L’autre jour, suite à ma discussion très intéressante avec François Bégaudeau, j’ai embarqué ce petit ouvrage qui avait l’air somme toute assez amusant. Et qui l’est, mais pas seulement.
La volonté de Bégaudeau, dans cet anti-manuel, est de ne pas prendre les choses comme « allant de soi », mais au contraire de faire ce que les manuels de littérature ne font pas : plonger le nez dans la théorie et interroger l’essence même de la littérature — et, partant, se demander en quoi elle est intéressante et digne d’être étudiée. Illustré par de nombreux extrait, le manuel s’intéresse alors à ce qu’est la littérature (et ce qu’elle n’est pas), sa « pureté », la limite entre ce qui est de la littérature et n’en est pas, ce qu’est un écrivain, et la grande question : à quoi sert la littérature ? L’ensemble est suivi par un glossaire et un index des noms propres.

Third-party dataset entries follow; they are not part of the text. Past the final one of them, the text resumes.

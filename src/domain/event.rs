//! Event domain entity, scheduling rules and listing queries.

use std::str::FromStr;

use chrono::{DateTime, Utc};
use serde::{Deserialize, Serialize};
use utoipa::{IntoParams, ToSchema};
use uuid::Uuid;
use validator::ValidateUrl;

use crate::errors::{AppError, AppResult};

/// Where an event takes place
#[derive(Debug, Clone, Copy, PartialEq, Eq, Serialize, Deserialize, ToSchema)]
#[serde(rename_all = "UPPERCASE")]
pub enum EventType {
    Online,
    Onsite,
}

impl EventType {
    pub fn as_str(&self) -> &'static str {
        match self {
            EventType::Online => "ONLINE",
            EventType::Onsite => "ONSITE",
        }
    }
}

impl FromStr for EventType {
    type Err = AppError;

    fn from_str(s: &str) -> Result<Self, Self::Err> {
        match s.to_ascii_uppercase().as_str() {
            "ONLINE" => Ok(EventType::Online),
            "ONSITE" => Ok(EventType::Onsite),
            other => Err(AppError::validation(format!("Unknown event type: {}", other))),
        }
    }
}

impl std::fmt::Display for EventType {
    fn fmt(&self, f: &mut std::fmt::Formatter<'_>) -> std::fmt::Result {
        f.write_str(self.as_str())
    }
}

/// Event domain entity
#[derive(Debug, Clone, Serialize, Deserialize, ToSchema)]
pub struct Event {
    pub id: Uuid,
    pub title: String,
    pub description: String,
    pub start_at: DateTime<Utc>,
    pub end_at: DateTime<Utc>,
    pub event_type: EventType,
    pub venue: Option<String>,
    pub join_link: Option<String>,
    pub contact_info: Option<String>,
    pub thumbnail: Option<String>,
    /// `None` means unlimited seating
    pub total_seats: Option<i32>,
    /// Number of APPROVED participants
    pub confirmed_count: i32,
    pub organizer_ids: Vec<Uuid>,
    pub created_at: DateTime<Utc>,
    pub updated_at: DateTime<Utc>,
    #[serde(skip_serializing_if = "Option::is_none")]
    pub deleted_at: Option<DateTime<Utc>>,
}

impl Event {
    /// Build a new event owned by `organizer_id`.
    pub fn new(organizer_id: Uuid, data: NewEvent) -> AppResult<Self> {
        let now = Utc::now();
        let event = Self {
            id: Uuid::new_v4(),
            title: data.title,
            description: data.description,
            start_at: data.start_at,
            end_at: data.end_at,
            event_type: data.event_type,
            venue: data.venue,
            join_link: data.join_link,
            contact_info: data.contact_info,
            thumbnail: data.thumbnail,
            total_seats: data.total_seats,
            confirmed_count: 0,
            organizer_ids: vec![organizer_id],
            created_at: now,
            updated_at: now,
            deleted_at: None,
        };
        event.validate()?;
        Ok(event)
    }

    /// Check the data-model invariants of an event.
    pub fn validate(&self) -> AppResult<()> {
        if self.end_at <= self.start_at {
            return Err(AppError::validation("Event must end after it starts"));
        }

        match self.event_type {
            EventType::Onsite => {
                if self.venue.as_deref().map_or(true, |v| v.trim().is_empty()) {
                    return Err(AppError::validation("Onsite events require a venue"));
                }
            }
            EventType::Online => {
                let valid_link = self
                    .join_link
                    .as_deref()
                    .map_or(false, |link| link.validate_url());
                if !valid_link {
                    return Err(AppError::validation(
                        "Online events require a valid absolute join link",
                    ));
                }
            }
        }

        if let Some(seats) = self.total_seats {
            if seats < 1 {
                return Err(AppError::validation("Total seats must be at least 1"));
            }
            if seats < self.confirmed_count {
                return Err(AppError::validation(format!(
                    "Total seats cannot be lower than the {} approved participants",
                    self.confirmed_count
                )));
            }
        }

        Ok(())
    }

    /// Merge a partial update into this event and re-check invariants.
    pub fn apply(&mut self, patch: EventPatch) -> AppResult<()> {
        if let Some(title) = patch.title {
            self.title = title;
        }
        if let Some(description) = patch.description {
            self.description = description;
        }
        if let Some(start_at) = patch.start_at {
            self.start_at = start_at;
        }
        if let Some(end_at) = patch.end_at {
            self.end_at = end_at;
        }
        if let Some(event_type) = patch.event_type {
            self.event_type = event_type;
        }
        if let Some(venue) = patch.venue {
            self.venue = Some(venue);
        }
        if let Some(join_link) = patch.join_link {
            self.join_link = Some(join_link);
        }
        if let Some(contact_info) = patch.contact_info {
            self.contact_info = Some(contact_info);
        }
        if let Some(thumbnail) = patch.thumbnail {
            self.thumbnail = Some(thumbnail);
        }
        if let Some(total_seats) = patch.total_seats {
            self.total_seats = Some(total_seats);
        }
        if patch.unlimited_seats {
            self.total_seats = None;
        }
        self.updated_at = Utc::now();
        self.validate()
    }

    pub fn is_organizer(&self, user_id: Uuid) -> bool {
        self.organizer_ids.contains(&user_id)
    }

    /// Whether another participant can be approved given the current count.
    pub fn has_free_seat(&self, approved: u64) -> bool {
        match self.total_seats {
            Some(seats) => approved < seats.max(0) as u64,
            None => true,
        }
    }
}

/// Data required to create an event
#[derive(Debug, Clone)]
pub struct NewEvent {
    pub title: String,
    pub description: String,
    pub start_at: DateTime<Utc>,
    pub end_at: DateTime<Utc>,
    pub event_type: EventType,
    pub venue: Option<String>,
    pub join_link: Option<String>,
    pub contact_info: Option<String>,
    pub thumbnail: Option<String>,
    pub total_seats: Option<i32>,
}

/// Partial event update
#[derive(Debug, Clone, Default)]
pub struct EventPatch {
    pub title: Option<String>,
    pub description: Option<String>,
    pub start_at: Option<DateTime<Utc>>,
    pub end_at: Option<DateTime<Utc>>,
    pub event_type: Option<EventType>,
    pub venue: Option<String>,
    pub join_link: Option<String>,
    pub contact_info: Option<String>,
    pub thumbnail: Option<String>,
    pub total_seats: Option<i32>,
    /// Clears the seat limit; wins over `total_seats`
    pub unlimited_seats: bool,
}

/// Time window filter for event listings
#[derive(Debug, Clone, Copy, PartialEq, Eq, Serialize, Deserialize, ToSchema)]
#[serde(rename_all = "lowercase")]
pub enum EventFilter {
    /// Not started yet
    Incoming,
    /// Already ended
    Past,
    /// Running right now
    Live,
}

/// Event listing query parameters
#[derive(Debug, Clone, Default, Deserialize, IntoParams)]
#[into_params(parameter_in = Query)]
pub struct EventQuery {
    /// Page number (1-indexed)
    pub page: Option<u64>,
    /// Items per page
    pub per_page: Option<u64>,
    /// Time window filter
    pub filter: Option<EventFilter>,
    /// Case-insensitive title search
    pub search: Option<String>,
    /// Restrict to one event type
    #[serde(rename = "type")]
    #[param(rename = "type")]
    pub event_type: Option<EventType>,
}

#[cfg(test)]
mod tests {
    use super::*;
    use chrono::Duration;

    fn online(seats: Option<i32>) -> NewEvent {
        let start = Utc::now() + Duration::days(1);
        NewEvent {
            title: "Rust meetup".into(),
            description: "Monthly meetup".into(),
            start_at: start,
            end_at: start + Duration::hours(2),
            event_type: EventType::Online,
            venue: None,
            join_link: Some("https://meet.example.com/rust".into()),
            contact_info: None,
            thumbnail: None,
            total_seats: seats,
        }
    }

    #[test]
    fn test_new_event_is_owned_by_creator() {
        let organizer = Uuid::new_v4();
        let event = Event::new(organizer, online(Some(10))).unwrap();

        assert!(event.is_organizer(organizer));
        assert!(!event.is_organizer(Uuid::new_v4()));
        assert_eq!(event.confirmed_count, 0);
    }

    #[test]
    fn test_end_must_follow_start() {
        let mut data = online(None);
        data.end_at = data.start_at;
        assert!(Event::new(Uuid::new_v4(), data).is_err());
    }

    #[test]
    fn test_online_requires_absolute_link() {
        let mut data = online(None);
        data.join_link = Some("/relative/path".into());
        assert!(Event::new(Uuid::new_v4(), data).is_err());

        let mut data = online(None);
        data.join_link = None;
        assert!(Event::new(Uuid::new_v4(), data).is_err());
    }

    #[test]
    fn test_onsite_requires_venue() {
        let mut data = online(None);
        data.event_type = EventType::Onsite;
        data.join_link = None;
        assert!(Event::new(Uuid::new_v4(), data.clone()).is_err());

        data.venue = Some("Main hall".into());
        assert!(Event::new(Uuid::new_v4(), data).is_ok());
    }

    #[test]
    fn test_seats_must_be_positive() {
        assert!(Event::new(Uuid::new_v4(), online(Some(0))).is_err());
    }

    #[test]
    fn test_patch_cannot_drop_below_confirmed() {
        let mut event = Event::new(Uuid::new_v4(), online(Some(5))).unwrap();
        event.confirmed_count = 3;

        let patch = EventPatch {
            total_seats: Some(2),
            ..Default::default()
        };
        assert!(event.apply(patch).is_err());
    }

    #[test]
    fn test_has_free_seat() {
        let event = Event::new(Uuid::new_v4(), online(Some(2))).unwrap();
        assert!(event.has_free_seat(1));
        assert!(!event.has_free_seat(2));

        let unlimited = Event::new(Uuid::new_v4(), online(None)).unwrap();
        assert!(unlimited.has_free_seat(10_000));
    }
}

Qu’on ne se méprenne pas : si cet anti-manuel est vif, primesautier, plein d’humour, et semble ne pas se prendre au sérieux tant Bégaudeau, comme à son habitude, cabotine allègrement, il n’en est pas moins extrêmement pertinent et instructif. De vraies réflexions de fond émergent, de véritables interrogations sur la chose littéraire, sous-tendues par une connaissance solide de ce dont il est question, et parfois de réels partis-pris avec lesquels on est plus ou moins d’accord mais qui ont le mérite d’être solidement étayés. Sont ainsi questionnés, par exemple, la dimension sexuée de la littérature et de l’écriture, le « devenir-connard » de l’écrivain, la poétique du malheur, le déclin de la littérature française ou encore le fameux style. Souvent iconoclaste et pertinent, ce manuel est donc surtout diablement intelligent car il faut parfaitement maîtriser son sujet pour y virevolter de la sorte !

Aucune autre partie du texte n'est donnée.